Excerpt:
Then I tumbled over a stiff knob of root that twisted like tree guts. green green wet deep taste green and a little red Slow to get up. Twigs and dead grass stuck to me, but I like to feel them on my skin, the needles, in the palms of my hands, like I’m not just myself but part of ithe woods. Kneeling there, it felt like I was thanking them for Willy.
In Robert Dunbar’s WILLY, passage after passage is worthy of note. In some sections, one senses a deliberate choice made for every word—a remarkable feat, given it is written as fourteen-year-old’s journal, complete with spelling errors. WILLY drips with atmosphere and tension.
Dunbar’s protagonist is a troubled boy newly arrived at yet another reform school or a ‘dump’ as Willy calls it, a dump for all the kids no one wants to deal with anymore. He’s been abandoned and beaten down for so long he’s forgotten anything else. Until he meets his roommate, Willy, and is taken under his wing.
Willy seems to all but run the school, battling its warped teachers, leading its damaged pupils, despite bouts of some mysterious illness. The teachers’ hate and fear of him is palpable. And yet, the boys love Willy. He is kind to the MC, protecting him, transforming him. But there is something sinister about Willy. He sees, he knows, too much. He is too aware.
Excerpt:
“You don’t know what you are. You’re lost in yourself and can’t always be. Would be a tragedy. Yes? No? Don’t nod like that. You don’t understand. Are you even awake enough to hear? It would be a tragedy because you feel, and you can’t imagine how rare that is, not yet. But you could. Be strong. If you can survive long enough.”
So Willy tells the protagonist. In Willy’s world, survival is not guaranteed.
Dunbar layers the plot with depth and subtlety. The MC is an unreliable narrator with an imperfect memory and a distinct lack of mental stability. He is damaged and desperate for love. His attachment to Willy borders on frantic. To inhabit his reality is intoxicating. And creepy.
The intimacy between Willy and the protagonist is delicately displayed, never feeling heavy-handed—the hesitations, the tests of loyalty, of love are right.
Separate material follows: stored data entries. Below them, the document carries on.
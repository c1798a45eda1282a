//! Cleaned NHANES examination extract.
//!
//! Only the columns the screening needs are read. Respondents older than
//! [`PEDIATRIC_MAX_AGE`] are dropped on load.

use std::collections::BTreeMap;
use std::path::{Path, PathBuf};

use csv::ReaderBuilder;
use pbp_model::{BpType, Sex, Subject};
use serde::Serialize;
use tracing::{info, warn};

use crate::error::{IngestError, Result};

/// Environment variable for overriding the cohort file location.
pub const NHANES_ENV_VAR: &str = "PBP_NHANES_FILE";

pub const PEDIATRIC_MAX_AGE: f64 = 13.0;

pub const SEQN: &str = "SEQN";
pub const AGE: &str = "RIDAGEYR";
pub const GENDER: &str = "RIAGENDR";
pub const HEIGHT: &str = "BMXHT";
pub const SYSTOLIC: &str = "BPXSY1";
pub const DIASTOLIC: &str = "BPXDI1";

const REQUIRED_COLUMNS: [&str; 6] = [SEQN, AGE, GENDER, HEIGHT, SYSTOLIC, DIASTOLIC];

/// Get the cohort file path.
///
/// Checks `PBP_NHANES_FILE` first, then falls back to
/// `nhanes/nhanes_clean.csv` at the workspace root.
pub fn default_cohort_path() -> PathBuf {
    if let Ok(path) = std::env::var(NHANES_ENV_VAR) {
        return PathBuf::from(path);
    }
    PathBuf::from(env!("CARGO_MANIFEST_DIR")).join("../../nhanes/nhanes_clean.csv")
}

/// One respondent as recorded; measurements may be missing.
#[derive(Debug, Clone, PartialEq, Serialize)]
pub struct CohortRecord {
    pub seqn: u64,
    pub age_years: f64,
    /// Raw `RIAGENDR` code (1 = male, 2 = female).
    pub gender: String,
    pub height_cm: Option<f64>,
    pub systolic_mmhg: Option<f64>,
    pub diastolic_mmhg: Option<f64>,
}

/// A respondent with every value the screening needs.
#[derive(Debug, Clone, Copy, PartialEq)]
pub struct CompleteRecord {
    pub seqn: u64,
    pub sex: Sex,
    pub age_years: f64,
    pub height_cm: f64,
    pub systolic_mmhg: f64,
    pub diastolic_mmhg: f64,
}

impl CohortRecord {
    pub fn sex(&self) -> Result<Sex> {
        match parse_number(&self.gender) {
            Some(code) if code == 1.0 => Ok(Sex::Male),
            Some(code) if code == 2.0 => Ok(Sex::Female),
            _ => Err(IngestError::InvalidValue {
                seqn: self.seqn,
                field: GENDER,
                value: self.gender.clone(),
            }),
        }
    }

    pub fn complete(&self) -> Result<CompleteRecord> {
        let require = |value: Option<f64>, field: &'static str| {
            value.ok_or(IngestError::MissingMeasurement {
                seqn: self.seqn,
                field,
            })
        };
        Ok(CompleteRecord {
            seqn: self.seqn,
            sex: self.sex()?,
            age_years: self.age_years,
            height_cm: require(self.height_cm, HEIGHT)?,
            systolic_mmhg: require(self.systolic_mmhg, SYSTOLIC)?,
            diastolic_mmhg: require(self.diastolic_mmhg, DIASTOLIC)?,
        })
    }

    /// Systolic and diastolic queries for this respondent.
    pub fn subjects(&self) -> Result<[Subject; 2]> {
        let record = self.complete()?;
        Ok([
            Subject::new(
                record.sex,
                BpType::Systolic,
                record.age_years,
                record.height_cm,
                record.systolic_mmhg,
            )?,
            Subject::new(
                record.sex,
                BpType::Diastolic,
                record.age_years,
                record.height_cm,
                record.diastolic_mmhg,
            )?,
        ])
    }
}

#[derive(Debug, Clone, Default)]
pub struct Cohort {
    records: BTreeMap<u64, CohortRecord>,
}

impl Cohort {
    pub fn load(path: &Path) -> Result<Self> {
        if !path.is_file() {
            return Err(IngestError::FileNotFound {
                path: path.to_path_buf(),
            });
        }
        let bytes = std::fs::read(path).map_err(|source| IngestError::FileRead {
            path: path.to_path_buf(),
            source,
        })?;
        let cohort = Self::from_reader(bytes.as_slice(), path)?;
        info!(
            path = %path.display(),
            respondents = cohort.len(),
            "pediatric cohort loaded"
        );
        Ok(cohort)
    }

    /// Parse from any reader; `path` is only used in error messages.
    pub fn from_reader<R: std::io::Read>(reader: R, path: &Path) -> Result<Self> {
        let csv_error = |e: csv::Error| IngestError::CsvParse {
            path: path.to_path_buf(),
            message: e.to_string(),
        };
        let mut reader = ReaderBuilder::new()
            .has_headers(true)
            .flexible(true)
            .from_reader(reader);
        let headers = reader.headers().map_err(csv_error)?.clone();
        let mut columns = BTreeMap::new();
        for column in REQUIRED_COLUMNS {
            let idx = headers
                .iter()
                .position(|h| h.trim_matches('\u{feff}').trim().eq_ignore_ascii_case(column))
                .ok_or_else(|| IngestError::MissingColumn {
                    column: column.to_string(),
                    path: path.to_path_buf(),
                })?;
            columns.insert(column, idx);
        }
        let cell = |record: &csv::StringRecord, column: &str| -> String {
            columns
                .get(column)
                .and_then(|idx| record.get(*idx))
                .unwrap_or("")
                .trim()
                .to_string()
        };

        let mut records = BTreeMap::new();
        let mut skipped = 0usize;
        for (line, record) in reader.records().enumerate() {
            let record = record.map_err(csv_error)?;
            let row = line + 2;
            let Some(seqn) = parse_seqn(&cell(&record, SEQN)) else {
                warn!(row, "skipping cohort row with unparseable SEQN");
                skipped += 1;
                continue;
            };
            let Some(age_years) = parse_number(&cell(&record, AGE)) else {
                warn!(row, seqn, "skipping cohort row with missing age");
                skipped += 1;
                continue;
            };
            if age_years > PEDIATRIC_MAX_AGE {
                continue;
            }
            if records.contains_key(&seqn) {
                warn!(row, seqn, "duplicate SEQN; keeping the first row");
                continue;
            }
            records.insert(
                seqn,
                CohortRecord {
                    seqn,
                    age_years,
                    gender: cell(&record, GENDER),
                    height_cm: parse_number(&cell(&record, HEIGHT)),
                    systolic_mmhg: parse_number(&cell(&record, SYSTOLIC)),
                    diastolic_mmhg: parse_number(&cell(&record, DIASTOLIC)),
                },
            );
        }
        if skipped > 0 {
            warn!(skipped, path = %path.display(), "cohort rows skipped");
        }
        Ok(Self { records })
    }

    /// Respondent ids, ascending.
    pub fn ids(&self) -> impl Iterator<Item = u64> + '_ {
        self.records.keys().copied()
    }

    pub fn get(&self, seqn: u64) -> Result<&CohortRecord> {
        self.records
            .get(&seqn)
            .ok_or(IngestError::UnknownRespondent { seqn })
    }

    pub fn records(&self) -> impl Iterator<Item = &CohortRecord> {
        self.records.values()
    }

    pub fn len(&self) -> usize {
        self.records.len()
    }

    pub fn is_empty(&self) -> bool {
        self.records.is_empty()
    }
}

fn parse_number(raw: &str) -> Option<f64> {
    let trimmed = raw.trim();
    if trimmed.is_empty() || trimmed.eq_ignore_ascii_case("nan") {
        return None;
    }
    trimmed.parse::<f64>().ok().filter(|v| v.is_finite())
}

/// SEQN is sometimes exported as a float ("83732.0").
fn parse_seqn(raw: &str) -> Option<u64> {
    let value = parse_number(raw)?;
    if value < 0.0 || value.fract() != 0.0 || value > u64::MAX as f64 {
        return None;
    }
    Some(value as u64)
}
The narrator’s self-expression gradually matures, as Willy draws him out of his shell.
Novels written in the format of a character’s journal can be problematic. There is the danger of the narrator knowing too much, or relaying information in a way that kills the tension, whether through a disbelief the character would write something a particular way, or simply losing the immediacy of events. Dunbar pulls it off. I never felt manipulated as details were revealed, as characters showed their colors. Dunbar leaves it to the reader to draw their own conclusions. If you only like unambiguous endings, WILLY isn’t for you.
I won’t give anymore away. This is my introduction to Robert Dunbar’s work, and I cannot recommend it enough. I can’t help but be impressed by the balance between intense emotion and the dislocation of reality.